Data items
****************************************

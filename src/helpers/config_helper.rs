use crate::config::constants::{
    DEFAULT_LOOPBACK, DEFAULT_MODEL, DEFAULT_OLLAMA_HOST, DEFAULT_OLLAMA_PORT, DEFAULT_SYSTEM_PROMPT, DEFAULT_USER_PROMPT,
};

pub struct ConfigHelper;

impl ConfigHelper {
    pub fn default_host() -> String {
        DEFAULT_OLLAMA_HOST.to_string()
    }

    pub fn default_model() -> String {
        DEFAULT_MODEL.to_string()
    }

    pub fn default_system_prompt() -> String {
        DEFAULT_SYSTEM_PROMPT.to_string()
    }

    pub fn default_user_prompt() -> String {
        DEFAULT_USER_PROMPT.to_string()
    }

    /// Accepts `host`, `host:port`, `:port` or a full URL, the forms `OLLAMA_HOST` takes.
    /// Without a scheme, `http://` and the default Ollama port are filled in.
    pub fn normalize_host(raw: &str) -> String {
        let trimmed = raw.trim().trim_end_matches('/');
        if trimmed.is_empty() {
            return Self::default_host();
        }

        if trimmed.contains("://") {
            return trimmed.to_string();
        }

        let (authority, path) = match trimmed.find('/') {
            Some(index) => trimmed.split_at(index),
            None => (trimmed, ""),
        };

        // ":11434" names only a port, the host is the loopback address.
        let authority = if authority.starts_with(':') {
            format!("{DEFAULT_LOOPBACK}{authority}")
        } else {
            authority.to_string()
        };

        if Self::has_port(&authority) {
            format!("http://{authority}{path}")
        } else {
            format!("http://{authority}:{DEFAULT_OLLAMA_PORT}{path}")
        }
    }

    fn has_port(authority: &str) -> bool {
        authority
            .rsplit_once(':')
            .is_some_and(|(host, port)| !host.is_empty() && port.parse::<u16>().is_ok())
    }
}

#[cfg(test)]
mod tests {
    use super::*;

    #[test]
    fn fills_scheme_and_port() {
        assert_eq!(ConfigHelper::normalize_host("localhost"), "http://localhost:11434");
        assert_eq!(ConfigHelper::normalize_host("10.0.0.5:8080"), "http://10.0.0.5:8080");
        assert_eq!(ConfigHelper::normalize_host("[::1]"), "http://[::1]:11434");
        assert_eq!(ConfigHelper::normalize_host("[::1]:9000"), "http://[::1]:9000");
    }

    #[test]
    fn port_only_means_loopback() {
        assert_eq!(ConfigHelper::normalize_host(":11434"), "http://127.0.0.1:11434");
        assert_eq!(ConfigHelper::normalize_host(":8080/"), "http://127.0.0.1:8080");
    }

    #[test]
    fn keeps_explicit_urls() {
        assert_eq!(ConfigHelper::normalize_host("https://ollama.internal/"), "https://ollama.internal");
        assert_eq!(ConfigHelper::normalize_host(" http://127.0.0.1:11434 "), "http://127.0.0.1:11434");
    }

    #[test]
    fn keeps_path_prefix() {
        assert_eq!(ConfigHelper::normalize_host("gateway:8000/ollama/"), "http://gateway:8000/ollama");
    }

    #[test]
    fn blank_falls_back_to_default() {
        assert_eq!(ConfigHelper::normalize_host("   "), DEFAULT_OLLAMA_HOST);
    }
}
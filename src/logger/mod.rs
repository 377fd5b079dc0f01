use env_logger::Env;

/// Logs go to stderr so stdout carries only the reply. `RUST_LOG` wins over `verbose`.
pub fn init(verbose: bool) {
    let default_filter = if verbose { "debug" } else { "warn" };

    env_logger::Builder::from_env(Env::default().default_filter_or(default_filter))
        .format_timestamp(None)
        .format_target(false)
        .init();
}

****************************************

Exercise aim –
Go through the records and set each one down again, unchanged.

Answer to the exercise –
filename src/helpers/config_helper.rs
use crate::config::constants::{
    DEFAULT_LOOPBACK, DEFAULT_MODEL, DEFAULT_OLLAMA_HOST, DEFAULT_OLLAMA_PORT, DEFAULT_SYSTEM_PROMPT, DEFAULT_USER_PROMPT,
};

pub struct ConfigHelper;

impl ConfigHelper {
    pub fn default_host() -> String {
        DEFAULT_OLLAMA_HOST.to_string()
    }

    pub fn default_model() -> String {
        DEFAULT_MODEL.to_string()
    }

    pub fn default_system_prompt() -> String {
        DEFAULT_SYSTEM_PROMPT.to_string()
    }

    pub fn default_user_prompt() -> String {
        DEFAULT_USER_PROMPT.to_string()
    }

    /// Accepts `host`, `host:port`, `:port` or a full URL, the forms `OLLAMA_HOST` takes.
    /// Without a scheme, `http://` and the default Ollama port are filled in.
    pub fn normalize_host(raw: &str) -> String {
        let trimmed = raw.trim().trim_end_matches('/');
        if trimmed.is_empty() {
            return Self::default_host();
        }

        if trimmed.contains("://") {
            return trimmed.to_string();
        }

        let (authority, path) = match trimmed.find('/') {
            Some(index) => trimmed.split_at(index),
            None => (trimmed, ""),
        };

        // ":11434" names only a port, the host is the loopback address.
        let authority = if authority.starts_with(':') {
            format!("{DEFAULT_LOOPBACK}{authority}")
        } else {
            authority.to_string()
        };

        if Self::has_port(&authority) {
            format!("http://{authority}{path}")
        } else {
            format!("http://{authority}:{DEFAULT_OLLAMA_PORT}{path}")
        }
    }

    fn has_port(authority: &str) -> bool {
        authority
            .rsplit_once(':')
            .is_some_and(|(host, port)| !host.is_empty() && port.parse::<u16>().is_ok())
    }
}

#[cfg(test)]
mod tests {
    use super::*;

    #[test]
    fn fills_scheme_and_port() {
        assert_eq!(ConfigHelper::normalize_host("localhost"), "http://localhost:11434");
        assert_eq!(ConfigHelper::normalize_host("10.0.0.5:8080"), "http://10.0.0.5:8080");
        assert_eq!(ConfigHelper::normalize_host("[::1]"), "http://[::1]:11434");
        assert_eq!(ConfigHelper::normalize_host("[::1]:9000"), "http://[::1]:9000");
    }

    #[test]
    fn port_only_means_loopback() {
        assert_eq!(ConfigHelper::normalize_host(":11434"), "http://127.0.0.1:11434");
        assert_eq!(ConfigHelper::normalize_host(":8080/"), "http://127.0.0.1:8080");
    }

    #[test]
    fn keeps_explicit_urls() {
        assert_eq!(ConfigHelper::normalize_host("https://ollama.internal/"), "https://ollama.internal");
        assert_eq!(ConfigHelper::normalize_host(" http://127.0.0.1:11434 "), "http://127.0.0.1:11434");
    }

    #[test]
    fn keeps_path_prefix() {
        assert_eq!(ConfigHelper::normalize_host("gateway:8000/ollama/"), "http://gateway:8000/ollama");
    }

    #[test]
    fn blank_falls_back_to_default() {
        assert_eq!(ConfigHelper::normalize_host("   "), DEFAULT_OLLAMA_HOST);
    }
}
filename src/logger/mod.rs
repository 377fd5b079dc0f01
use env_logger::Env;

/// Logs go to stderr so stdout carries only the reply. `RUST_LOG` wins over `verbose`.
pub fn init(verbose: bool) {
    let default_filter = if verbose { "debug" } else { "warn" };

    env_logger::Builder::from_env(Env::default().default_filter_or(default_filter))
        .format_timestamp(None)
        .format_target(false)
        .init();
}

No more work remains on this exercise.